As Americans, who have armed Sunni Arab states to the teeth over the years, it might be satisfying to see them accepting responsibility for outbreaks of trouble in their region, in particular the Shiite Houthis, supported to a degree by Iran. The Arab League met in Egypt over the weekend and pledged to put together a force, including air and ground troops, to fight the Houthis in Yemen to the death and put Yemeni President Abed Rabbo Mansour Hadi back in power. He has fled the country.

However, Americans should also bear in mind two crucial facts about the forces of the Arab states. First, they tend to fight effectively only with U.S. intelligence and logistics support. They have lots of high-tech equipment, most of it bought from the United States, but tend not to do that well unsupported in actual fighting. Bombing will anger but not turn back the Houthis.

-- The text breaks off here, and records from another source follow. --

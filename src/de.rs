use serde::{
    de::{self, Deserializer, Error as DeError, Visitor},
    forward_to_deserialize_any,
};

use crate::params::Params;

type Item<'de> = (&'de str, &'de str);

macro_rules! unsupported_type {
    ($trait_fn:ident, $name:expr) => {
        fn $trait_fn<V>(self, _: V) -> Result<V::Value, Self::Error>
        where
            V: Visitor<'de>,
        {
            Err(de::Error::custom(concat!("unsupported type: ", $name)))
        }
    };
}

macro_rules! parse_single_value {
    ($trait_fn:ident) => {
        fn $trait_fn<V>(self, visitor: V) -> Result<V::Value, Self::Error>
        where
            V: Visitor<'de>,
        {
            match self.params.as_slice() {
                [(_, value)] => Value { value: *value }.$trait_fn(visitor),
                items => Err(de::value::Error::custom(format!(
                    "wrong number of parameters: {} expected 1",
                    items.len()
                ))),
            }
        }
    };
}

macro_rules! parse_value {
    ($trait_fn:ident, $visit_fn:ident, $tp:tt) => {
        fn $trait_fn<V>(self, visitor: V) -> Result<V::Value, Self::Error>
        where
            V: Visitor<'de>,
        {
            let v = self.value.parse().map_err(|_| {
                de::value::Error::custom(format!("can not parse {:?} to a {}", self.value, $tp))
            })?;

            visitor.$visit_fn(v)
        }
    };
}

/// Deserializer over the values captured by a dispatch.
///
/// Structs and maps are filled by placeholder name, tuples and sequences by position. Scalar
/// targets require exactly one captured value. Values are borrowed from the dispatched path.
#[derive(Debug)]
pub struct ParamsDeserializer<'p, 'de> {
    params: &'p Params<'de>,
}

impl<'p, 'de> ParamsDeserializer<'p, 'de> {
    pub fn new(params: &'p Params<'de>) -> Self {
        ParamsDeserializer { params }
    }

    fn check_len(&self, len: usize) -> Result<(), de::value::Error> {
        if self.params.len() < len {
            Err(de::value::Error::custom(format!(
                "wrong number of parameters: {} expected {}",
                self.params.len(),
                len
            )))
        } else {
            Ok(())
        }
    }

    fn seq(&self) -> ParamsSeq<'p, 'de> {
        ParamsSeq {
            params: self.params.as_slice().iter(),
        }
    }
}

impl<'p, 'de> Deserializer<'de> for ParamsDeserializer<'p, 'de> {
    type Error = de::value::Error;

    fn deserialize_map<V>(self, visitor: V) -> Result<V::Value, Self::Error>
    where
        V: Visitor<'de>,
    {
        visitor.visit_map(ParamsMap {
            params: self.params.as_slice().iter(),
            current: None,
        })
    }

    fn deserialize_struct<V>(
        self,
        _: &'static str,
        _: &'static [&'static str],
        visitor: V,
    ) -> Result<V::Value, Self::Error>
    where
        V: Visitor<'de>,
    {
        self.deserialize_map(visitor)
    }

    fn deserialize_unit<V>(self, visitor: V) -> Result<V::Value, Self::Error>
    where
        V: Visitor<'de>,
    {
        visitor.visit_unit()
    }

    fn deserialize_unit_struct<V>(
        self,
        _: &'static str,
        visitor: V,
    ) -> Result<V::Value, Self::Error>
    where
        V: Visitor<'de>,
    {
        self.deserialize_unit(visitor)
    }

    fn deserialize_newtype_struct<V>(
        self,
        _: &'static str,
        visitor: V,
    ) -> Result<V::Value, Self::Error>
    where
        V: Visitor<'de>,
    {
        visitor.visit_newtype_struct(self)
    }

    fn deserialize_tuple<V>(self, len: usize, visitor: V) -> Result<V::Value, Self::Error>
    where
        V: Visitor<'de>,
    {
        self.check_len(len)?;
        visitor.visit_seq(self.seq())
    }

    fn deserialize_tuple_struct<V>(
        self,
        _: &'static str,
        len: usize,
        visitor: V,
    ) -> Result<V::Value, Self::Error>
    where
        V: Visitor<'de>,
    {
        self.deserialize_tuple(len, visitor)
    }

    fn deserialize_enum<V>(
        self,
        _: &'static str,
        _: &'static [&'static str],
        visitor: V,
    ) -> Result<V::Value, Self::Error>
    where
        V: Visitor<'de>,
    {
        match self.params.as_slice().first() {
            Some(&(_, value)) => visitor.visit_enum(ValueEnum { value }),
            None => Err(de::value::Error::custom("expected at least one parameter")),
        }
    }

    fn deserialize_seq<V>(self, visitor: V) -> Result<V::Value, Self::Error>
    where
        V: Visitor<'de>,
    {
        visitor.visit_seq(self.seq())
    }

    unsupported_type!(deserialize_any, "'any'");
    unsupported_type!(deserialize_option, "Option<T>");
    unsupported_type!(deserialize_identifier, "identifier");
    unsupported_type!(deserialize_ignored_any, "ignored_any");

    parse_single_value!(deserialize_bool);
    parse_single_value!(deserialize_i8);
    parse_single_value!(deserialize_i16);
    parse_single_value!(deserialize_i32);
    parse_single_value!(deserialize_i64);
    parse_single_value!(deserialize_u8);
    parse_single_value!(deserialize_u16);
    parse_single_value!(deserialize_u32);
    parse_single_value!(deserialize_u64);
    parse_single_value!(deserialize_f32);
    parse_single_value!(deserialize_f64);
    parse_single_value!(deserialize_str);
    parse_single_value!(deserialize_string);
    parse_single_value!(deserialize_bytes);
    parse_single_value!(deserialize_byte_buf);
    parse_single_value!(deserialize_char);
}

struct ParamsMap<'p, 'de> {
    params: std::slice::Iter<'p, Item<'de>>,
    current: Option<&'de str>,
}

impl<'p, 'de> de::MapAccess<'de> for ParamsMap<'p, 'de> {
    type Error = de::value::Error;

    fn next_key_seed<K>(&mut self, seed: K) -> Result<Option<K::Value>, Self::Error>
    where
        K: de::DeserializeSeed<'de>,
    {
        match self.params.next() {
            Some(&(key, value)) => {
                self.current = Some(value);
                Ok(Some(seed.deserialize(Key { key })?))
            }
            None => Ok(None),
        }
    }

    fn next_value_seed<V>(&mut self, seed: V) -> Result<V::Value, Self::Error>
    where
        V: de::DeserializeSeed<'de>,
    {
        match self.current.take() {
            Some(value) => seed.deserialize(Value { value }),
            None => Err(de::value::Error::custom("unexpected item")),
        }
    }

    fn size_hint(&self) -> Option<usize> {
        Some(self.params.len())
    }
}

struct ParamsSeq<'p, 'de> {
    params: std::slice::Iter<'p, Item<'de>>,
}

impl<'p, 'de> de::SeqAccess<'de> for ParamsSeq<'p, 'de> {
    type Error = de::value::Error;

    fn next_element_seed<T>(&mut self, seed: T) -> Result<Option<T::Value>, Self::Error>
    where
        T: de::DeserializeSeed<'de>,
    {
        match self.params.next() {
            Some(&(_, value)) => Ok(Some(seed.deserialize(Value { value })?)),
            None => Ok(None),
        }
    }

    fn size_hint(&self) -> Option<usize> {
        Some(self.params.len())
    }
}

/// Placeholder name used as a struct field or map key.
struct Key<'de> {
    key: &'de str,
}

impl<'de> Deserializer<'de> for Key<'de> {
    type Error = de::value::Error;

    fn deserialize_any<V>(self, visitor: V) -> Result<V::Value, Self::Error>
    where
        V: Visitor<'de>,
    {
        visitor.visit_borrowed_str(self.key)
    }

    forward_to_deserialize_any! {
        bool i8 i16 i32 i64 u8 u16 u32 u64 f32 f64 char str string bytes
            byte_buf option unit unit_struct newtype_struct seq tuple
            tuple_struct map struct enum identifier ignored_any
    }
}

/// A single captured value.
///
/// Anything that is not parsed from text is handed to the visitor as a borrowed string, so
/// visitors for compound types reject it with their own type error.
struct Value<'de> {
    value: &'de str,
}

impl<'de> Deserializer<'de> for Value<'de> {
    type Error = de::value::Error;

    parse_value!(deserialize_bool, visit_bool, "bool");
    parse_value!(deserialize_i8, visit_i8, "i8");
    parse_value!(deserialize_i16, visit_i16, "i16");
    parse_value!(deserialize_i32, visit_i32, "i32");
    parse_value!(deserialize_i64, visit_i64, "i64");
    parse_value!(deserialize_u8, visit_u8, "u8");
    parse_value!(deserialize_u16, visit_u16, "u16");
    parse_value!(deserialize_u32, visit_u32, "u32");
    parse_value!(deserialize_u64, visit_u64, "u64");
    parse_value!(deserialize_f32, visit_f32, "f32");
    parse_value!(deserialize_f64, visit_f64, "f64");
    parse_value!(deserialize_char, visit_char, "char");

    fn deserialize_any<V>(self, visitor: V) -> Result<V::Value, Self::Error>
    where
        V: Visitor<'de>,
    {
        visitor.visit_borrowed_str(self.value)
    }

    fn deserialize_option<V>(self, visitor: V) -> Result<V::Value, Self::Error>
    where
        V: Visitor<'de>,
    {
        visitor.visit_some(self)
    }

    fn deserialize_unit<V>(self, visitor: V) -> Result<V::Value, Self::Error>
    where
        V: Visitor<'de>,
    {
        visitor.visit_unit()
    }

    fn deserialize_unit_struct<V>(
        self,
        _: &'static str,
        visitor: V,
    ) -> Result<V::Value, Self::Error>
    where
        V: Visitor<'de>,
    {
        visitor.visit_unit()
    }

    fn deserialize_newtype_struct<V>(
        self,
        _: &'static str,
        visitor: V,
    ) -> Result<V::Value, Self::Error>
    where
        V: Visitor<'de>,
    {
        visitor.visit_newtype_struct(self)
    }

    fn deserialize_enum<V>(
        self,
        _: &'static str,
        _: &'static [&'static str],
        visitor: V,
    ) -> Result<V::Value, Self::Error>
    where
        V: Visitor<'de>,
    {
        visitor.visit_enum(ValueEnum { value: self.value })
    }

    fn deserialize_ignored_any<V>(self, visitor: V) -> Result<V::Value, Self::Error>
    where
        V: Visitor<'de>,
    {
        visitor.visit_unit()
    }

    forward_to_deserialize_any! {
        str string bytes byte_buf seq tuple tuple_struct map struct identifier
    }
}

struct ValueEnum<'de> {
    value: &'de str,
}

impl<'de> de::EnumAccess<'de> for ValueEnum<'de> {
    type Error = de::value::Error;
    type Variant = UnitVariant;

    fn variant_seed<V>(self, seed: V) -> Result<(V::Value, Self::Variant), Self::Error>
    where
        V: de::DeserializeSeed<'de>,
    {
        Ok((seed.deserialize(Key { key: self.value })?, UnitVariant))
    }
}

struct UnitVariant;

impl<'de> de::VariantAccess<'de> for UnitVariant {
    type Error = de::value::Error;

    fn unit_variant(self) -> Result<(), Self::Error> {
        Ok(())
    }

    fn newtype_variant_seed<T>(self, _seed: T) -> Result<T::Value, Self::Error>
    where
        T: de::DeserializeSeed<'de>,
    {
        Err(de::value::Error::custom("not supported"))
    }

    fn tuple_variant<V>(self, _len: usize, _visitor: V) -> Result<V::Value, Self::Error>
    where
        V: Visitor<'de>,
    {
        Err(de::value::Error::custom("not supported"))
    }

    fn struct_variant<V>(
        self,
        _: &'static [&'static str],
        _: V,
    ) -> Result<V::Value, Self::Error>
    where
        V: Visitor<'de>,
    {
        Err(de::value::Error::custom("not supported"))
    }
}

Second, the track record of other Arab armies fighting Yemenis in Yemen is poor. The Egyptians were soundly trounced in South Yemen when they put troops there in the 1960s. Border skirmishes between the Saudis and Yemenis have favored the Yemenis.

So, if the other Arabs, led by the Saudis, figure out that bombing the Houthis won’t work and they try a land invasion, either from Saudi Arabia from the north or by sea from the south, they are likely to get cut up. The result will then be, either they implore the United States for more military help, or, worse, and potentially at the same time, the Houthi Yemenis invade Saudi Arabia.

The border is 1,100 miles long and basically indefensible. Saudi Arabia, a backward, thinly populated monarchy, is fragile to say the least. America and its oil companies are deeply involved in it.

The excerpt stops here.